Content starts
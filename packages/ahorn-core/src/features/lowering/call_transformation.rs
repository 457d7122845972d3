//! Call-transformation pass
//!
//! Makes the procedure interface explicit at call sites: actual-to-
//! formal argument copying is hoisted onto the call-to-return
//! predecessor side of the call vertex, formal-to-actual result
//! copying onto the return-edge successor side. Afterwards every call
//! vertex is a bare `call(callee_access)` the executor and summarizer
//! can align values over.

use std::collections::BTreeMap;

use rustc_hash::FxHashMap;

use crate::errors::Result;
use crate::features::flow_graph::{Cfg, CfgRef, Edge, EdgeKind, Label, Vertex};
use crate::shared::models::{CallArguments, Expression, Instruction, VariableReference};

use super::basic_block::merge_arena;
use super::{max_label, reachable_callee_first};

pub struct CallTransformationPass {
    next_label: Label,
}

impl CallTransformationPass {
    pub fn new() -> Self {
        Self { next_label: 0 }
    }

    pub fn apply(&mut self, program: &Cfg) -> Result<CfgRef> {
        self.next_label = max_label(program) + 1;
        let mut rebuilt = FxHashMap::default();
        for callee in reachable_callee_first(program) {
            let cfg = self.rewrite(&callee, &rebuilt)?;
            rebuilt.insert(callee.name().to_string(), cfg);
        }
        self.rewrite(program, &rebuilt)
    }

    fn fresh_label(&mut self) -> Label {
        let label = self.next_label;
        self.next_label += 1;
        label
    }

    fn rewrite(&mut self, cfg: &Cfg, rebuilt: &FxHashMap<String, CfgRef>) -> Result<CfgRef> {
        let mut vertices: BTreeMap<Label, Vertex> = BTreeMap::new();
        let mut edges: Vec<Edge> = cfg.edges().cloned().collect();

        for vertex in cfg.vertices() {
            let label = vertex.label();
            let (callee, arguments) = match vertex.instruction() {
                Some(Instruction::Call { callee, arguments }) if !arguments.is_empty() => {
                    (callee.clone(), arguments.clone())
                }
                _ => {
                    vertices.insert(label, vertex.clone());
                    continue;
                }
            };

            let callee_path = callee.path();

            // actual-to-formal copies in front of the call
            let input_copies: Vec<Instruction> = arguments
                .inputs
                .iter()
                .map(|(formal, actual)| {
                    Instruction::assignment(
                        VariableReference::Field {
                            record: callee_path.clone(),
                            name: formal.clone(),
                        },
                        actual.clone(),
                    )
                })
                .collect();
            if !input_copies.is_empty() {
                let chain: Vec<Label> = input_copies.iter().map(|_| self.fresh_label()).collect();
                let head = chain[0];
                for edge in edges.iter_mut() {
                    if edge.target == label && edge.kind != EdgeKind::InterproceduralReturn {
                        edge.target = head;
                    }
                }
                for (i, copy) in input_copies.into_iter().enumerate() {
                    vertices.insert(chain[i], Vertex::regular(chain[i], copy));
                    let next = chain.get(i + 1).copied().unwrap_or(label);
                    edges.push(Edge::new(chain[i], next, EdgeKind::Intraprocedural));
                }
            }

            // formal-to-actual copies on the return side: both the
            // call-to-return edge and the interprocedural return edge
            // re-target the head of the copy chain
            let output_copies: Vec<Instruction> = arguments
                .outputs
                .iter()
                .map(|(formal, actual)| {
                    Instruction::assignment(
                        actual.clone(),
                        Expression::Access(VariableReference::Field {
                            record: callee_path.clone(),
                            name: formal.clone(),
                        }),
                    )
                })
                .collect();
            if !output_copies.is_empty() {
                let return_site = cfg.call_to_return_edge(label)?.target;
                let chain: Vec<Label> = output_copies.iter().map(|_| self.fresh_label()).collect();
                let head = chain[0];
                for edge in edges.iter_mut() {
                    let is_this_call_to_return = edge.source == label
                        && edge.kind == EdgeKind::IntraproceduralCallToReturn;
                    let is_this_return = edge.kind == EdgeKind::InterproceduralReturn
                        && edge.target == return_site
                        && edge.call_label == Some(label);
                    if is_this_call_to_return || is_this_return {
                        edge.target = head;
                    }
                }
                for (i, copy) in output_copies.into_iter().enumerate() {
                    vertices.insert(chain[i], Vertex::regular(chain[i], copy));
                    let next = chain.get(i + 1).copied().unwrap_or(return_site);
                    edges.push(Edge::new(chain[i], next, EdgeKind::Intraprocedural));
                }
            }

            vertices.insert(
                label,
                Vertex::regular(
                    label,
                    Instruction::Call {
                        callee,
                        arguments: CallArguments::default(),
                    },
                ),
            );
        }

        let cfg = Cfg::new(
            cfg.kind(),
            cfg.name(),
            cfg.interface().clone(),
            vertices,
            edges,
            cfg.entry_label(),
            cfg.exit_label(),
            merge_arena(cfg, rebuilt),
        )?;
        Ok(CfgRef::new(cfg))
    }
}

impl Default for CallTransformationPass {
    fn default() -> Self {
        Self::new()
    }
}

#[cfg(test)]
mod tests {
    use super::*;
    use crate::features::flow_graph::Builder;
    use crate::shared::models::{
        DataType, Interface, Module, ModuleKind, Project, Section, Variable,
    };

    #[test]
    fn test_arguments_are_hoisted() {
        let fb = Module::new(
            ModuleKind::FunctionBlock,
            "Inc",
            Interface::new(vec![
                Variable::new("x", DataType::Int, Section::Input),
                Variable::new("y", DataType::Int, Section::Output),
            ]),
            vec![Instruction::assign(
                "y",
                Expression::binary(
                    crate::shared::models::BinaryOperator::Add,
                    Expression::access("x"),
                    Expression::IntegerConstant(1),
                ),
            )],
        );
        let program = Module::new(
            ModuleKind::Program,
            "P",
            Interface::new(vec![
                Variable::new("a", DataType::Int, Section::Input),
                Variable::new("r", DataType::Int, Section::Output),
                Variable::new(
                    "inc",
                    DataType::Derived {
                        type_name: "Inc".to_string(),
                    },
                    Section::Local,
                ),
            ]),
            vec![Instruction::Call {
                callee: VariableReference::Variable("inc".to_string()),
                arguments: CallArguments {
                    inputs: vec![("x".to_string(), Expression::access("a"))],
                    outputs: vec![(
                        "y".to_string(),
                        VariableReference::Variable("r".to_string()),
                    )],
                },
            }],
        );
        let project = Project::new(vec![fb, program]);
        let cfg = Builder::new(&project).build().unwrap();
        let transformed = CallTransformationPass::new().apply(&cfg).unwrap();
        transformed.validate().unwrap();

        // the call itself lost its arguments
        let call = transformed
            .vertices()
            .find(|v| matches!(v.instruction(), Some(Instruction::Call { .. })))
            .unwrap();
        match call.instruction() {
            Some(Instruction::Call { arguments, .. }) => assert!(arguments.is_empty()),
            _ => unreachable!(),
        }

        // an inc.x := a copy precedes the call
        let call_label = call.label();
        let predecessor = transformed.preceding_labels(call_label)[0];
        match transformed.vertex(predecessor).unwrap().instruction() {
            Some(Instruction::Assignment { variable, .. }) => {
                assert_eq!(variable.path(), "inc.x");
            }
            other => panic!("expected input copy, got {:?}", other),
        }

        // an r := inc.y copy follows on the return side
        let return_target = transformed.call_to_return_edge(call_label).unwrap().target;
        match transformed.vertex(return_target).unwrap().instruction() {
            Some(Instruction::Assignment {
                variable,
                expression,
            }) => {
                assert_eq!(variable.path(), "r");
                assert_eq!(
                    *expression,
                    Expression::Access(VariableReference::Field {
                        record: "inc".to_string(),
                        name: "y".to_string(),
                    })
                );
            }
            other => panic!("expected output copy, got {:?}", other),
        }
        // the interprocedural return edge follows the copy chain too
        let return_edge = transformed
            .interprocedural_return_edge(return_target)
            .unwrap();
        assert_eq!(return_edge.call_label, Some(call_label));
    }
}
Content ends
*TASK DETAILS:*
Each line of the data that holds "FxHashMap" should be reported.

*OUTPUT OF THE TASK:*
use rustc_hash::FxHashMap;
        let mut rebuilt = FxHashMap::default();
    fn rewrite(&mut self, cfg: &Cfg, rebuilt: &FxHashMap<String, CfgRef>) -> Result<CfgRef> {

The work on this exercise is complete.